8. The operation method of the gesture recognition home theater system according to claim 7, comprising the following steps:

1) The sound pick-up module receives and recognizes the voice signal for power-on, and sends the power-on signal to the control module after the recognition is successful, and the control module sends a power-on command to the audio-visual equipment and the camera;

2) The camera receives and recognizes the gesture image, and sends the recognition result to the control module after the recognition is successful, and the control module sends an operation command to the audio-visual equipment.

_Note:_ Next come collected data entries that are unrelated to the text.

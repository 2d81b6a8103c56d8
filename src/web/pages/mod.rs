// © 2024-2025 ElementalAlchemist and the Dainsleif Mains Development Team
//
// This Source Code Form is subject to the terms of the Mozilla Public
// License, v. 2.0. If a copy of the MPL was not distributed with this
// file, You can obtain one at https://mozilla.org/MPL/2.0/.

pub mod app;
mod chat;
mod errors;
mod header;
mod raise_ticket;
#[cfg(feature = "ssr")]
mod server_utils;
#[cfg(feature = "ssr")]
pub mod shell;
mod ticket_status;
mod utils;
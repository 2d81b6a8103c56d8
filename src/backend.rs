// © 2024-2025 ElementalAlchemist and the Dainsleif Mains Development Team
//
// This Source Code Form is subject to the terms of the Mozilla Public
// License, v. 2.0. If a copy of the MPL was not distributed with this
// file, You can obtain one at https://mozilla.org/MPL/2.0/.

use crate::config::BackendConfig;
use crate::support::model::{CreatedTicket, FaqRecord, TicketDetails};
use reqwest::{Client, StatusCode, Url};
use serde_json::json;
use thiserror::Error;

#[derive(Debug, Error)]
pub enum BackendError {
	#[error("invalid backend base URL `{0}`")]
	InvalidBaseUrl(String),
	#[error("backend request failed")]
	Request(#[from] reqwest::Error),
}

/// HTTP client for the FAQ and ticket backend
#[derive(Clone, Debug)]
pub struct BackendClient {
	http_client: Client,
	base_url: Url,
}

impl BackendClient {
	pub fn new(config: &BackendConfig) -> Result<Self, BackendError> {
		let base_url =
			Url::parse(&config.base_url).map_err(|_| BackendError::InvalidBaseUrl(config.base_url.clone()))?;
		if base_url.cannot_be_a_base() || !matches!(base_url.scheme(), "http" | "https") {
			return Err(BackendError::InvalidBaseUrl(config.base_url.clone()));
		}

		let mut http_client = Client::builder();
		if let Some(timeout) = config.request_timeout {
			http_client = http_client.timeout(timeout);
		}
		let http_client = http_client.build()?;

		Ok(Self { http_client, base_url })
	}

	/// Builds the URL for an endpoint by appending path segments to the base URL's path
	fn endpoint(&self, segments: &[&str]) -> Url {
		let mut url = self.base_url.clone();
		// Checked in the constructor
		if let Ok(mut path) = url.path_segments_mut() {
			path.pop_if_empty().extend(segments);
		}
		url
	}

	/// Searches the FAQ for a free-text question
	pub async fn ask(&self, query: &str) -> Result<Vec<FaqRecord>, BackendError> {
		let records = self
			.http_client
			.post(self.endpoint(&["ask"]))
			.json(&json!({ "query": query }))
			.send()
			.await?
			.error_for_status()?
			.json()
			.await?;
		Ok(records)
	}

	/// Gets the FAQ answers for the query stored with a ticket
	pub async fn ask_by_ticket(&self, ticket_number: &str) -> Result<Vec<FaqRecord>, BackendError> {
		let records = self
			.http_client
			.post(self.endpoint(&["ask_by_ticket"]))
			.json(&json!({ "ticket_number": ticket_number }))
			.send()
			.await?
			.error_for_status()?
			.json()
			.await?;
		Ok(records)
	}

	pub async fn create_ticket(&self, user_query: &str) -> Result<CreatedTicket, BackendError> {
		let ticket = self
			.http_client
			.post(self.endpoint(&["ticket"]))
			.json(&json!({ "user_query": user_query }))
			.send()
			.await?
			.error_for_status()?
			.json()
			.await?;
		Ok(ticket)
	}

	/// Gets a stored ticket. Returns `None` if the backend doesn't know the ticket number.
	pub async fn ticket_details(&self, ticket_number: &str) -> Result<Option<TicketDetails>, BackendError> {
		let response = self
			.http_client
			.get(self.endpoint(&["ticket", ticket_number]))
			.send()
			.await?;
		if response.status() == StatusCode::NOT_FOUND {
			return Ok(None);
		}
		let ticket = response.error_for_status()?.json().await?;
		Ok(Some(ticket))
	}
}
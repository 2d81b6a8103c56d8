// © 2024-2025 ElementalAlchemist and the Dainsleif Mains Development Team
//
// This Source Code Form is subject to the terms of the Mozilla Public
// License, v. 2.0. If a copy of the MPL was not distributed with this
// file, You can obtain one at https://mozilla.org/MPL/2.0/.

use super::errors::error::ServiceError;
use super::errors::not_found::NotFound;
use crate::support::classifier::is_ticket_number;
use crate::web::pages::utils::{TicketParams, get_ticket_details};
use leptos::prelude::*;
use leptos_router::hooks::use_params;

#[component]
pub fn TicketStatusPage() -> impl IntoView {
	let params = use_params::<TicketParams>();
	let ticket_number = Memo::new(move |_| {
		params
			.read()
			.as_ref()
			.ok()
			.and_then(|params| params.ticket_number.clone())
			.filter(|ticket_number| is_ticket_number(ticket_number))
	});

	let ticket = Resource::new(
		move || ticket_number.get(),
		|ticket_number| async move {
			match ticket_number {
				Some(ticket_number) => get_ticket_details(ticket_number).await,
				None => Ok(None),
			}
		},
	);

	view! {
		<Transition fallback=|| view! { <div id="ticket_status_loading">"Loading ticket..."</div> }>
			{
				move || match ticket.read().as_ref() {
					Some(Ok(Some(details))) => {
						let response = details.response.clone();
						view! {
							<div id="ticket_status">
								<h2 id="ticket_status_number">{details.ticket_number.clone()}</h2>
								<div id="ticket_status_created">
									"Opened "
									{details.created_at.format("%Y-%m-%d %H:%M UTC").to_string()}
								</div>
								<h3>"Your issue"</h3>
								<div id="ticket_status_query">{details.user_query.clone()}</div>
								<h3>"Response"</h3>
								{
									match response {
										Some(response) => view! {
											<div id="ticket_status_response">{response}</div>
										}.into_any(),
										None => view! {
											<div id="ticket_status_pending">"Our team hasn't responded yet."</div>
										}.into_any(),
									}
								}
							</div>
						}.into_any()
					}
					Some(Ok(None)) => view! { <NotFound /> }.into_any(),
					Some(Err(_)) => view! { <ServiceError /> }.into_any(),
					None => ().into_any(),
				}
			}
		</Transition>
	}
}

9. The operation method of the gesture recognition home theater system according to claim 8, characterized in that: in the step 2), after the camera receives the gesture image, recognizing the depth image in the gesture image comprises the following steps:

a) performing a noise filtering operation on the depth image;

b) Segmenting the depth image after the noise filtering operation;

c) Extracting depth image features on the segmented depth image as samples;

d) Perform one-to-many comparison and matching between the extracted depth image feature samples and the data in the gesture library, and match the corresponding operation instructions.

10. The operation method of the gesture recognition home theater system according to claim 9, characterized in that: the depth image after the noise filtering operation in the step b) is aligned by using two methods based on skin color and based on the shape of the hand to split.